- Studio albums: 2
- Singles: 9
- Video albums: 1
- Music videos: 6

= Joel Turner discography =

The discography of Joel Turner, an Australian hip hop singer, songwriter, beatboxer, record producer, and musician, consists of two studio albums, one video album, nine singles, and six music videos.

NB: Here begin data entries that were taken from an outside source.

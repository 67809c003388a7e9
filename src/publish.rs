use crate::errors::AgentError;
use crate::metrics::{MetricBatch, MetricRecord, Unit};
use async_trait::async_trait;
use aws_sdk_cloudwatch::error::DisplayErrorContext;
use aws_sdk_cloudwatch::types::{Dimension, MetricDatum, StandardUnit};
use std::io::Write;

/// PutMetricData accepts at most this many datums per call; larger
/// batches are split.
pub const MAX_RECORDS_PER_CALL: usize = 20;

/// Destination for an assembled batch.
#[async_trait]
pub trait MetricPublisher: Send + Sync {
    async fn put(&self, namespace: &str, records: &[MetricRecord]) -> Result<(), AgentError>;
}

/// Publisher backed by the CloudWatch PutMetricData API.
pub struct CloudWatchPublisher {
    client: aws_sdk_cloudwatch::Client,
}

impl CloudWatchPublisher {
    pub fn new(config: &aws_config::SdkConfig) -> Self {
        Self {
            client: aws_sdk_cloudwatch::Client::new(config),
        }
    }
}

#[async_trait]
impl MetricPublisher for CloudWatchPublisher {
    async fn put(&self, namespace: &str, records: &[MetricRecord]) -> Result<(), AgentError> {
        let data: Vec<MetricDatum> = records.iter().map(to_datum).collect();

        self.client
            .put_metric_data()
            .namespace(namespace)
            .set_metric_data(Some(data))
            .send()
            .await
            .map_err(|e| AgentError::Publish {
                message: DisplayErrorContext(&e).to_string(),
            })?;
        Ok(())
    }
}

fn to_datum(record: &MetricRecord) -> MetricDatum {
    let dimensions: Vec<Dimension> = record
        .dimensions
        .iter()
        .map(|dim| {
            Dimension::builder()
                .name(dim.name.as_str())
                .value(dim.value.as_str())
                .build()
        })
        .collect();

    let mut datum = MetricDatum::builder()
        .metric_name(record.name)
        .unit(standard_unit(record.unit))
        .value(record.value);
    // Aggregated records go out with no dimensions member at all.
    if !dimensions.is_empty() {
        datum = datum.set_dimensions(Some(dimensions));
    }
    datum.build()
}

fn standard_unit(unit: Unit) -> StandardUnit {
    match unit {
        Unit::Percent => StandardUnit::Percent,
        Unit::Bytes => StandardUnit::Bytes,
    }
}

/// Ship the whole batch, splitting it into API-sized calls. Record order
/// is preserved and the remaining calls are abandoned on the first
/// failure; already-shipped chunks stay shipped.
pub async fn submit(
    publisher: &dyn MetricPublisher,
    namespace: &str,
    batch: &MetricBatch,
) -> Result<(), AgentError> {
    for chunk in batch.records().chunks(MAX_RECORDS_PER_CALL) {
        publisher.put(namespace, chunk).await?;
    }
    Ok(())
}

/// Write the dry-run rendering of the batch: a header line, then one line
/// per record with name, unit, value and dimension list.
pub fn render(batch: &MetricBatch, out: &mut impl Write) -> Result<(), AgentError> {
    let render_err = |e: std::io::Error| AgentError::Render { source: e };

    writeln!(out, "Dry run. metric data that would be sent:").map_err(render_err)?;
    for record in batch.records() {
        let dims: Vec<String> = record
            .dimensions
            .iter()
            .map(|d| format!("{}={}", d.name, d.value))
            .collect();
        writeln!(
            out,
            "{} {} {} [{}]",
            record.name,
            record.unit,
            record.value,
            dims.join(" ")
        )
        .map_err(render_err)?;
    }
    Ok(())
}
use super::MemorySample;
use crate::errors::AgentError;
use std::collections::HashMap;
use tokio::fs;

const MEMINFO_PATH: &str = "/proc/meminfo";

/// Read /proc/meminfo and compute the memory and swap sample.
pub async fn sample() -> Result<MemorySample, AgentError> {
    let content = fs::read_to_string(MEMINFO_PATH)
        .await
        .map_err(|e| AgentError::ProcRead {
            path: MEMINFO_PATH.into(),
            source: e,
        })?;

    compute(&parse_meminfo(&content))
}

/// Parse /proc/meminfo into a key-value map of kB values.
fn parse_meminfo(content: &str) -> HashMap<String, u64> {
    let mut map = HashMap::new();
    for line in content.lines() {
        let parts: Vec<&str> = line.split_whitespace().collect();
        if parts.len() >= 2 {
            let key = parts[0].trim_end_matches(':').to_string();
            if let Ok(val) = parts[1].parse::<u64>() {
                map.insert(key, val);
            }
        }
    }
    map
}

/// Extract a required field from meminfo, converting kB -> bytes.
fn get_bytes(map: &HashMap<String, u64>, field: &str) -> Result<u64, AgentError> {
    map.get(field)
        .map(|kb| kb * 1024)
        .ok_or_else(|| AgentError::ProcParse {
            path: MEMINFO_PATH.into(),
            field: field.into(),
            raw: "field not found".into(),
        })
}

/// Derive the reported values from the raw meminfo map.
///
/// Available memory is counted as free + buffers + cached rather than the
/// kernel's MemAvailable estimate, so the reported series stays comparable
/// across kernels that predate that field.
fn compute(map: &HashMap<String, u64>) -> Result<MemorySample, AgentError> {
    let total = get_bytes(map, "MemTotal")?;
    let free = get_bytes(map, "MemFree")?;
    let buffers = get_bytes(map, "Buffers").unwrap_or(0);
    let cached = get_bytes(map, "Cached").unwrap_or(0);
    // Swapless hosts report zeros, not an error.
    let swap_total = get_bytes(map, "SwapTotal").unwrap_or(0);
    let swap_free = get_bytes(map, "SwapFree").unwrap_or(0);

    let avail = free + buffers + cached;
    let used = total.saturating_sub(avail);
    let swap_used = swap_total.saturating_sub(swap_free);

    let util_percent = if total > 0 {
        used as f64 / total as f64 * 100.0
    } else {
        0.0
    };
    let swap_util_percent = if swap_total > 0 {
        swap_used as f64 / swap_total as f64 * 100.0
    } else {
        0.0
    };

    Ok(MemorySample {
        util_percent,
        used_bytes: used,
        avail_bytes: avail,
        swap_util_percent,
        swap_used_bytes: swap_used,
    })
}

#[cfg(test)]
mod tests {
    use super::*;

    const SAMPLE_MEMINFO: &str = "\
MemTotal:       16384000 kB
MemFree:         2048000 kB
MemAvailable:    4096000 kB
Buffers:          512000 kB
Cached:          2048000 kB
SwapTotal:       8192000 kB
SwapFree:        4096000 kB";

    #[test]
    fn test_parse_meminfo() {
        let map = parse_meminfo(SAMPLE_MEMINFO);
        assert_eq!(map["MemTotal"], 16384000);
        assert_eq!(map["MemFree"], 2048000);
        assert_eq!(map["SwapTotal"], 8192000);
        assert_eq!(map["SwapFree"], 4096000);
    }

    #[test]
    fn test_get_bytes_converts_kb_to_bytes() {
        let mut map = HashMap::new();
        map.insert("MemTotal".to_string(), 1024);
        let bytes = get_bytes(&map, "MemTotal").unwrap();
        assert_eq!(bytes, 1024 * 1024);
    }

    #[test]
    fn test_get_bytes_missing_field() {
        let map = HashMap::new();
        let err = get_bytes(&map, "NonExistent").unwrap_err();
        assert!(matches!(
            err,
            AgentError::ProcParse { ref field, .. } if field == "NonExistent"
        ));
    }

    #[test]
    fn test_compute_sample() {
        let sample = compute(&parse_meminfo(SAMPLE_MEMINFO)).unwrap();
        // avail = free + buffers + cached = 4608000 kB
        assert_eq!(sample.avail_bytes, 4_608_000 * 1024);
        assert_eq!(sample.used_bytes, (16_384_000 - 4_608_000) * 1024);
        assert!((sample.util_percent - 71.875).abs() < 1e-9);
        assert_eq!(sample.swap_used_bytes, 4_096_000 * 1024);
        assert!((sample.swap_util_percent - 50.0).abs() < 1e-9);
    }

    #[test]
    fn test_compute_without_swap() {
        let content = "\
MemTotal:       1024000 kB
MemFree:         256000 kB
Buffers:          64000 kB
Cached:          192000 kB";
        let sample = compute(&parse_meminfo(content)).unwrap();
        assert_eq!(sample.swap_used_bytes, 0);
        assert_eq!(sample.swap_util_percent, 0.0);
        assert_eq!(sample.avail_bytes, 512_000 * 1024);
    }

    #[test]
    fn test_compute_requires_mem_total() {
        let content = "MemFree:         256000 kB";
        assert!(compute(&parse_meminfo(content)).is_err());
    }
}
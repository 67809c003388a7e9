use crate::errors::AgentError;
use async_trait::async_trait;
use aws_sdk_autoscaling::error::DisplayErrorContext;

/// Looks up the Auto Scaling group an instance belongs to.
///
/// `Ok(None)` means the instance is not in any group, which is a normal
/// outcome. Only a failed lookup is an error.
#[async_trait]
pub trait GroupResolver: Send + Sync {
    async fn resolve_group(&self, instance_id: &str) -> Result<Option<String>, AgentError>;
}

/// Resolver backed by the DescribeAutoScalingInstances API.
pub struct AutoScalingClient {
    client: aws_sdk_autoscaling::Client,
}

impl AutoScalingClient {
    pub fn new(config: &aws_config::SdkConfig) -> Self {
        Self {
            client: aws_sdk_autoscaling::Client::new(config),
        }
    }
}

#[async_trait]
impl GroupResolver for AutoScalingClient {
    async fn resolve_group(&self, instance_id: &str) -> Result<Option<String>, AgentError> {
        let response = self
            .client
            .describe_auto_scaling_instances()
            .instance_ids(instance_id)
            .send()
            .await
            .map_err(|e| AgentError::AutoScaling {
                instance_id: instance_id.to_string(),
                message: DisplayErrorContext(&e).to_string(),
            })?;

        Ok(response
            .auto_scaling_instances()
            .first()
            .and_then(|instance| instance.auto_scaling_group_name())
            .map(str::to_string))
    }
}
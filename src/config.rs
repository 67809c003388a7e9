use clap::Parser;

/// Sample local memory, swap and disk usage and publish it as CloudWatch
/// metrics, one sample-and-submit cycle per invocation.
#[derive(Parser, Debug, Clone)]
#[command(name = "aws-mon-agent", version, about)]
pub struct Config {
    /// Strip instance dimensions so the backend aggregates across hosts.
    #[arg(long)]
    pub aggregated: bool,

    /// Tag each metric with the instance's Auto Scaling group.
    #[arg(long)]
    pub auto_scaling: bool,

    /// Memory utilization (percent).
    #[arg(long)]
    pub mem_util: bool,

    /// Memory used (bytes).
    #[arg(long)]
    pub mem_used: bool,

    /// Memory available (bytes).
    #[arg(long)]
    pub mem_avail: bool,

    /// Swap utilization (percent).
    #[arg(long)]
    pub swap_util: bool,

    /// Swap used (bytes).
    #[arg(long)]
    pub swap_used: bool,

    /// Disk space utilization (percent).
    #[arg(long)]
    pub disk_space_util: bool,

    /// Disk space used (bytes).
    #[arg(long)]
    pub disk_space_used: bool,

    /// Disk space available (bytes).
    #[arg(long)]
    pub disk_space_avail: bool,

    /// Disk inode utilization (percent).
    #[arg(long)]
    pub disk_inode_util: bool,

    /// CloudWatch metric namespace.
    #[arg(long, default_value = "Linux/System")]
    pub namespace: String,

    /// Comma-separated list of mounted paths to report disk metrics for.
    #[arg(long = "disk-path", value_delimiter = ',', default_value = "/")]
    pub disk_paths: Vec<String>,

    /// Do not contact AWS; print the metric payload to stdout instead.
    #[arg(short = 'd', long)]
    pub dry_run: bool,
}

impl Config {
    /// True when at least one memory or swap metric is requested.
    pub fn wants_memory(&self) -> bool {
        self.mem_util || self.mem_used || self.mem_avail || self.swap_util || self.swap_used
    }

    /// True when at least one disk metric is requested.
    pub fn wants_disk(&self) -> bool {
        self.disk_space_util
            || self.disk_space_used
            || self.disk_space_avail
            || self.disk_inode_util
    }
}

Turner came to prominence after auditioning in the first season of Australian Idol in 2003. His debut album, Joel Turner and the Modern Day Poets, was released as a collaboration in 2004 with hip-hop group, the Modern Day Poets. The album peaked at number 28 on the Australian Top 100 Albums Chart and received platinum certification by the Australian Recording Industry Association. The lead single "These Kids" reached number one on the Australian Top 100 Singles Chart and received platinum certification. The album's subsequent singles "Knock U Out", "Funk U Up" and "Respect" peaked at numbers 14, 13 and 29, respectively. Turner released a video album, Joel Turner and the Modern Day Poets with the Beatbox Alliance in 2005 on Dream Dealers.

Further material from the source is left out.